2. Quando na Europa aparecem vozes a salientar que essas políticas de austeridade são profundamente erróneas (tal como assinala Jean-Luc Mélenchon, candidato do Partido de Esquerda, em França), tais vozes são definidas pelo correspondente de El País, Miquel Mora, como extremistas. E quando escrevo uma Carta ao Director desse diário rotativo a perguntar por que a proposta de Mélenchon de acabar com as políticas de austeridade é extremista e a proposta de as manter (como escreveu El País nos seus editoriais), se apresenta como lógica, razoável e plena de senso comum, tal carta não se publica.
3. Um pouco parecido acontece com a candidatura de Marine Le Pen, cujas posturas na sua totalidade são também definidas, não só pelo tal correspondente, mas por todos os media, como extremistas. Não tenho nenhuma simpatia por essa candidata ou por esse partido e muitas das suas posturas, anti-imigrante entre outras, repugnam-me. Mas é um erro considerar todas as propostas ou todos os seus votantes (a maioria jovens da classe trabalhadora) como “extremistas”, pois um ponto mobilizador para sectores importantes dessas bases é o seu antagonismo para com as políticas autenticamente extremistas do establishment europeu responsável pela maior crise que a Europa teve nos últimos sessenta anos. Estas últimas políticas são consideradas sensatas e aquelas que se lhes opõem como extremistas. Porqué? Isto é o que pregunta Mark Weisbrott, em The Guardian (27.04.12). Porque é que a sair do euro é extremista e permanecer nele não o é? A sua resposta é que a estrutura de poder reage definindo como extremistas (frequentemente também se utiliza o termo “populistas”) aqueles que têm a ousadía de questionar a sabedoria convencional que promovem, enquanto consideram razoável e de senso comum as políticas realmente extremistas, que estão a destruir enormemente a população e muito em particular as classes populares. São eles, os talibãs neoliberais, os que são totalmente impermeáveis aos factos e aos dados.
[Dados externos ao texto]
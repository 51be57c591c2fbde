use axum::Json;
use serde::Serialize;

use crate::content::{portfolio, section, PortfolioContent, QuickStat, Section, StatColor, StatIcon};
use crate::i18n::Language;
use crate::server::context::ViewContext;
use crate::server::error::AppError;

/// Response for GET /api/portfolio.
#[derive(Debug, Serialize)]
pub struct PortfolioResponse {
    #[serde(skip_serializing_if = "Option::is_none")]
    profile: Option<ProfileView>,
    featured: Vec<FeaturedSection>,
}

#[derive(Debug, Serialize)]
pub struct ProfileView {
    name: String,
    title: String,
    bio: String,
    #[serde(skip_serializing_if = "Option::is_none")]
    image_url: Option<String>,
    years_of_experience: u32,
    featured_projects_title: String,
    contact_title: String,
    contact_text: String,
    quick_stats_title: String,
    quick_stats: Vec<QuickStatView>,
    links: Vec<LinkView>,
}

#[derive(Debug, Serialize)]
pub struct QuickStatView {
    icon: StatIcon,
    text: String,
    color: StatColor,
}

#[derive(Debug, Serialize)]
pub struct LinkView {
    kind: &'static str,
    href: String,
}

#[derive(Debug, Serialize)]
pub struct FeaturedSection {
    title: String,
    #[serde(skip_serializing_if = "Option::is_none")]
    description: Option<String>,
    #[serde(skip_serializing_if = "Option::is_none")]
    image_url: Option<String>,
    /// Missing when the owning page is hidden from the viewer.
    #[serde(skip_serializing_if = "Option::is_none")]
    href: Option<String>,
}

impl ProfileView {
    fn new(content: &PortfolioContent, language: Language) -> Self {
        let pick = |english: &str, native: &Option<String>| {
            language.pick(english, native.as_deref()).to_string()
        };
        let mut stats: Vec<&QuickStat> = content.quick_stats.iter().collect();
        stats.sort_by_key(|stat| stat.order);

        Self {
            name: pick(&content.name, &content.name_native),
            title: pick(&content.title, &content.title_native),
            bio: pick(&content.bio, &content.bio_native),
            image_url: content.image_url.clone().filter(|url| !url.is_empty()),
            years_of_experience: content.years_of_experience,
            featured_projects_title: pick(
                &content.featured_projects_title,
                &content.featured_projects_title_native,
            ),
            contact_title: pick(&content.contact_title, &content.contact_title_native),
            contact_text: pick(&content.contact_text, &content.contact_text_native),
            quick_stats_title: pick(&content.quick_stats_title, &content.quick_stats_title_native),
            quick_stats: stats
                .into_iter()
                .map(|stat| QuickStatView {
                    icon: stat.icon,
                    text: language.pick(&stat.text, Some(&stat.text_native)).to_string(),
                    color: stat.color,
                })
                .collect(),
            links: content
                .social_links()
                .into_iter()
                .map(|(kind, href)| LinkView { kind, href })
                .collect(),
        }
    }
}

impl FeaturedSection {
    fn new(section: &Section, language: Language) -> Self {
        Self {
            title: language
                .pick(&section.title, section.title_native.as_deref())
                .to_string(),
            description: language
                .pick_opt(
                    section.description.as_deref(),
                    section.description_native.as_deref(),
                )
                .map(str::to_string),
            image_url: section.image_url.clone(),
            href: section
                .page
                .as_ref()
                .map(|page| section.href(&page.slug)),
        }
    }
}

/// Handle GET /api/portfolio.
pub async fn get_portfolio(ctx: ViewContext) -> Result<Json<PortfolioResponse>, AppError> {
    let fail = |e| AppError::failed(ctx.strings.load_page_failed, e);
    let (content, featured) = tokio::try_join!(
        portfolio::fetch(&ctx.store),
        section::list_featured(&ctx.store),
    )
    .map_err(fail)?;

    Ok(Json(PortfolioResponse {
        profile: content.map(|c| ProfileView::new(&c, ctx.language)),
        featured: featured
            .iter()
            .map(|s| FeaturedSection::new(s, ctx.language))
            .collect(),
    }))
}
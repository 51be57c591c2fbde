//! Rich-text document model.
//!
//! Documents are produced by the admin editor as a JSON tree and stored either
//! as JSON (section content) or as JSON-encoded text (page and section
//! descriptions). Every node kind is a variant of a sum type so renderers are
//! checked for exhaustiveness at compile time.
//!
//! ```text
//! {"type": "doc", "content": [
//!   {"type": "heading", "attrs": {"level": 2}, "content": [{"type": "text", "text": "Hi"}]},
//!   {"type": "image", "attrs": {"src": "...", "width": "50%", "height": "200px", "alignment": "left"}}
//! ]}
//! ```

mod image;
mod render;

pub use image::{Alignment, ImageAttrs, SizePreset};
pub use render::{escape_html, render_html};

use serde::{Deserialize, Serialize};
use serde_json::Value;
use tracing::debug;

/// Root of a rich-text tree.
///
/// The `"type": "doc"` tag is required, so arbitrary JSON objects are not
/// mistaken for an empty document.
#[derive(Debug, Clone, PartialEq, Eq, Default, Serialize, Deserialize)]
pub struct Document {
    #[serde(rename = "type")]
    kind: DocTag,
    #[serde(default)]
    pub content: Vec<Block>,
}

#[derive(Debug, Clone, Copy, PartialEq, Eq, Default, Serialize, Deserialize)]
enum DocTag {
    #[default]
    #[serde(rename = "doc")]
    Doc,
}

/// Block-level node.
#[derive(Debug, Clone, PartialEq, Eq, Serialize, Deserialize)]
#[serde(tag = "type", rename_all = "camelCase")]
pub enum Block {
    Paragraph {
        #[serde(default, skip_serializing_if = "Vec::is_empty")]
        content: Vec<Inline>,
    },
    Heading {
        attrs: HeadingAttrs,
        #[serde(default, skip_serializing_if = "Vec::is_empty")]
        content: Vec<Inline>,
    },
    BulletList {
        #[serde(default)]
        content: Vec<ListItem>,
    },
    OrderedList {
        #[serde(default)]
        attrs: OrderedListAttrs,
        #[serde(default)]
        content: Vec<ListItem>,
    },
    Blockquote {
        #[serde(default)]
        content: Vec<Block>,
    },
    CodeBlock {
        #[serde(default)]
        attrs: CodeBlockAttrs,
        #[serde(default, skip_serializing_if = "Vec::is_empty")]
        content: Vec<Inline>,
    },
    HorizontalRule,
    Image {
        attrs: ImageAttrs,
    },
}

/// Item of a bullet or ordered list.
#[derive(Debug, Clone, PartialEq, Eq, Default, Serialize, Deserialize)]
pub struct ListItem {
    #[serde(rename = "type", default)]
    kind: ListItemTag,
    #[serde(default)]
    pub content: Vec<Block>,
}

#[derive(Debug, Clone, Copy, PartialEq, Eq, Default, Serialize, Deserialize)]
enum ListItemTag {
    #[default]
    #[serde(rename = "listItem")]
    ListItem,
}

impl ListItem {
    pub fn new(content: Vec<Block>) -> Self {
        Self {
            kind: ListItemTag::ListItem,
            content,
        }
    }
}

/// Inline node inside paragraphs, headings and code blocks.
#[derive(Debug, Clone, PartialEq, Eq, Serialize, Deserialize)]
#[serde(tag = "type", rename_all = "camelCase")]
pub enum Inline {
    Text {
        text: String,
        #[serde(default, skip_serializing_if = "Vec::is_empty")]
        marks: Vec<Mark>,
    },
    HardBreak,
}

impl Inline {
    pub fn text(text: impl Into<String>) -> Self {
        Inline::Text {
            text: text.into(),
            marks: Vec::new(),
        }
    }
}

/// Formatting applied to a text run.
#[derive(Debug, Clone, PartialEq, Eq, Serialize, Deserialize)]
#[serde(tag = "type", rename_all = "camelCase")]
pub enum Mark {
    Bold,
    Italic,
    Strike,
    Code,
    Link { attrs: LinkAttrs },
}

#[derive(Debug, Clone, PartialEq, Eq, Serialize, Deserialize)]
pub struct LinkAttrs {
    pub href: String,
    #[serde(default, skip_serializing_if = "Option::is_none")]
    pub target: Option<String>,
}

#[derive(Debug, Clone, PartialEq, Eq, Serialize, Deserialize)]
pub struct HeadingAttrs {
    pub level: HeadingLevel,
}

/// Heading level, restricted to 1..=3.
#[derive(Debug, Clone, Copy, PartialEq, Eq, Serialize, Deserialize)]
#[serde(try_from = "u8", into = "u8")]
pub struct HeadingLevel(u8);

impl HeadingLevel {
    pub fn get(self) -> u8 {
        self.0
    }
}

impl TryFrom<u8> for HeadingLevel {
    type Error = String;

    fn try_from(level: u8) -> Result<Self, Self::Error> {
        if (1..=3).contains(&level) {
            Ok(HeadingLevel(level))
        } else {
            Err(format!("heading level must be 1-3, got {}", level))
        }
    }
}

impl From<HeadingLevel> for u8 {
    fn from(level: HeadingLevel) -> u8 {
        level.0
    }
}

#[derive(Debug, Clone, PartialEq, Eq, Serialize, Deserialize)]
pub struct OrderedListAttrs {
    #[serde(default = "default_start")]
    pub start: u32,
}

impl Default for OrderedListAttrs {
    fn default() -> Self {
        Self {
            start: default_start(),
        }
    }
}

fn default_start() -> u32 {
    1
}

#[derive(Debug, Clone, PartialEq, Eq, Default, Serialize, Deserialize)]
pub struct CodeBlockAttrs {
    #[serde(default, skip_serializing_if = "Option::is_none")]
    pub language: Option<String>,
}

impl Document {
    pub fn new(content: Vec<Block>) -> Self {
        Self {
            kind: DocTag::Doc,
            content,
        }
    }

    /// A document holding `text` as a single paragraph.
    pub fn plain(text: &str) -> Self {
        let content = if text.is_empty() {
            Vec::new()
        } else {
            vec![Inline::text(text)]
        };
        Self::new(vec![Block::Paragraph { content }])
    }

    pub fn from_json_str(json: &str) -> serde_json::Result<Self> {
        serde_json::from_str(json)
    }

    pub fn to_json_string(&self) -> serde_json::Result<String> {
        serde_json::to_string(self)
    }

    pub fn to_value(&self) -> serde_json::Result<Value> {
        serde_json::to_value(self)
    }

    /// Load a document persisted as text.
    ///
    /// Absent or blank text yields `None`. Text that is not a valid document is
    /// kept readable by wrapping it in a single paragraph.
    pub fn from_stored(text: Option<&str>) -> Option<Self> {
        let text = text?;
        if text.trim().is_empty() {
            return None;
        }

        match Self::from_json_str(text) {
            Ok(doc) => Some(doc),
            Err(e) => {
                debug!("Stored rich text is not a document ({}), using plain text", e);
                Some(Self::plain(text))
            }
        }
    }

    /// Load a document persisted as JSON, which may itself be a JSON string.
    pub fn from_stored_value(value: Option<&Value>) -> Option<Self> {
        match value? {
            Value::Null => None,
            Value::String(text) => Self::from_stored(Some(text.as_str())),
            Value::Object(map) if map.is_empty() => None,
            other @ Value::Object(_) => match serde_json::from_value(other.clone()) {
                Ok(doc) => Some(doc),
                Err(e) => {
                    debug!("Stored rich text is not a document ({}), using plain text", e);
                    Some(Self::plain(&other.to_string()))
                }
            },
            other => Some(Self::plain(&other.to_string())),
        }
    }

    pub fn is_empty(&self) -> bool {
        self.content.is_empty()
    }

    /// Text content with one line per block, without markup.
    pub fn plain_text(&self) -> String {
        let mut lines = Vec::new();
        for block in &self.content {
            collect_block_text(block, &mut lines);
        }
        lines.join("\n")
    }

    /// Visit every image node, depth first.
    pub fn for_each_image_mut(&mut self, mut f: impl FnMut(&mut ImageAttrs)) {
        fn walk(blocks: &mut [Block], f: &mut dyn FnMut(&mut ImageAttrs)) {
            for block in blocks {
                match block {
                    Block::Image { attrs } => f(attrs),
                    Block::Blockquote { content } => walk(content, f),
                    Block::BulletList { content } | Block::OrderedList { content, .. } => {
                        for item in content {
                            walk(&mut item.content, f);
                        }
                    }
                    Block::Paragraph { .. }
                    | Block::Heading { .. }
                    | Block::CodeBlock { .. }
                    | Block::HorizontalRule => {}
                }
            }
        }
        walk(&mut self.content, &mut f);
    }

    /// Resize every image with the given `src`. Returns how many changed.
    pub fn resize_image(
        &mut self,
        src: &str,
        preset: SizePreset,
        container_width: f64,
        aspect_ratio: f64,
    ) -> usize {
        let mut changed = 0;
        self.for_each_image_mut(|attrs| {
            if attrs.src == src && attrs.resize(preset, container_width, aspect_ratio) {
                changed += 1;
            }
        });
        changed
    }

    /// Align every image with the given `src`. Returns how many changed.
    pub fn align_image(&mut self, src: &str, alignment: Alignment) -> usize {
        let mut changed = 0;
        self.for_each_image_mut(|attrs| {
            if attrs.src == src {
                attrs.align(alignment);
                changed += 1;
            }
        });
        changed
    }
}

fn inline_text(content: &[Inline]) -> String {
    content
        .iter()
        .map(|inline| match inline {
            Inline::Text { text, .. } => text.as_str(),
            Inline::HardBreak => "\n",
        })
        .collect()
}

fn collect_block_text(block: &Block, lines: &mut Vec<String>) {
    match block {
        Block::Paragraph { content }
        | Block::Heading { content, .. }
        | Block::CodeBlock { content, .. } => {
            let text = inline_text(content);
            if !text.is_empty() {
                lines.push(text);
            }
        }
        Block::BulletList { content } | Block::OrderedList { content, .. } => {
            for item in content {
                for child in &item.content {
                    collect_block_text(child, lines);
                }
            }
        }
        Block::Blockquote { content } => {
            for child in content {
                collect_block_text(child, lines);
            }
        }
        Block::Image { attrs } => {
            if let Some(alt) = attrs.alt.as_deref().filter(|a| !a.is_empty()) {
                lines.push(alt.to_string());
            }
        }
        Block::HorizontalRule => {}
    }
}
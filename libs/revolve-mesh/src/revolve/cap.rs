//! # Cap Builder
//!
//! Emits the vertices that close a revolve at the top or bottom: a center
//! vertex on the axis and, in duplicated-vertex mode, an independent
//! boundary ring with planar-disc UVs and axial normals. The fan triangles
//! themselves come from [`MeshBuffers::append_fan`], so shared-vertex
//! generators can fan over existing ring vertices instead.

use super::{planar_disc_uv, SweepLayout};
use crate::mesh::MeshBuffers;
use glam::{DVec2, DVec3};

/// Which end of the solid a cap closes.
#[derive(Debug, Clone, Copy, PartialEq, Eq)]
pub enum CapSide {
    /// Cap at the base (normal points down the revolve axis)
    Bottom,
    /// Cap at the top (normal points up the revolve axis)
    Top,
}

impl CapSide {
    /// Outward axial normal for this cap.
    #[inline]
    pub fn normal(self) -> DVec3 {
        match self {
            CapSide::Bottom => DVec3::NEG_Y,
            CapSide::Top => DVec3::Y,
        }
    }
}

/// Writes a cap's center vertex: on the axis at height `y`, UV at the
/// middle of the disc chart, normal pointing out of the solid.
pub fn emit_cap_center(mesh: &mut MeshBuffers, index: usize, y: f64, side: CapSide) {
    mesh.set_vertex(index, DVec3::new(0.0, y, 0.0), DVec2::splat(0.5), side.normal());
}

/// Writes `layout.slices` duplicated cap-boundary vertices at `offset`.
///
/// Boundary vertices sit on the same circle as the adjacent lateral ring
/// but carry the planar-disc UV chart and the cap's axial normal — the two
/// surfaces intentionally use different charts and a hard edge.
pub fn emit_cap_ring(
    mesh: &mut MeshBuffers,
    layout: &SweepLayout,
    offset: usize,
    radius: f64,
    y: f64,
    side: CapSide,
) {
    for k in 0..layout.slices {
        let angle = layout.angle_at(k);
        let (sin_a, cos_a) = angle.sin_cos();
        mesh.set_vertex(
            offset + k as usize,
            DVec3::new(radius * cos_a, y, radius * sin_a),
            planar_disc_uv(cos_a, sin_a, 1.0),
            side.normal(),
        );
    }
}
4. As políticas levadas a cabo pelo Banco Central Europeu (BCE) são extremistas e situam-se fora das práticas do que faz um banco central em qualquer país que tenha a sensatez de ter um banco central. Este mal chamado Banco Central Europeu é extremista na sua defesa da banca, tendo gasto um bilião de euros, desde Dezembro passado, para ajudar bancos privados (dando-lhes dinheiro por uma taxa ridícula de 1%) à custa dos Estados que tiveram que vender a esses mesmos bancos a dívida pública por taxas claramente exageradas, forçando-os assim a um endividamento insustentável. O fundamentalismo neoliberal do BCE é único no seu extremismo. Nenhum outro banco central ousa chegar a este ponto. E ninguém nos media chamou ao BCE de extremista. Por outro lado, às esquerdas que querem mudar este BCE, como Mélenchon, chamam-lhes de extremista.
Tal como o extremista BCE está a criar um enorme dano, também o está a fazer o Conselho Europeu, a Comissão Europeia e o Fundo Monetario Internacional com as suas propostas de continuar a impor a austeridade, apesar da enorme evidência que ela está a causar o colapso da procura e a atual recessão, continuando um dogma neoliberal que reflete quase um fanatismo da sua cegueira face à evidencia científica. Quem é realmente extremista?
* Vicenç Navarro - Foi Catedrático de Economia Aplicada na Universidade de Barcelona. Atualmente, é professor de Políticas Públicas na Universidade Johns Hopkins (Baltimore, EUA). Dirige o Programa em Políticas Públicas e Sociais patrocinado pela Universidade Pompeu Fabra e pela Universidade Johns Hopkins. Dirige também o Observatório Social de Espanha. Artígo publicado no diário digital EL PLURAL (7 de maio de 2012).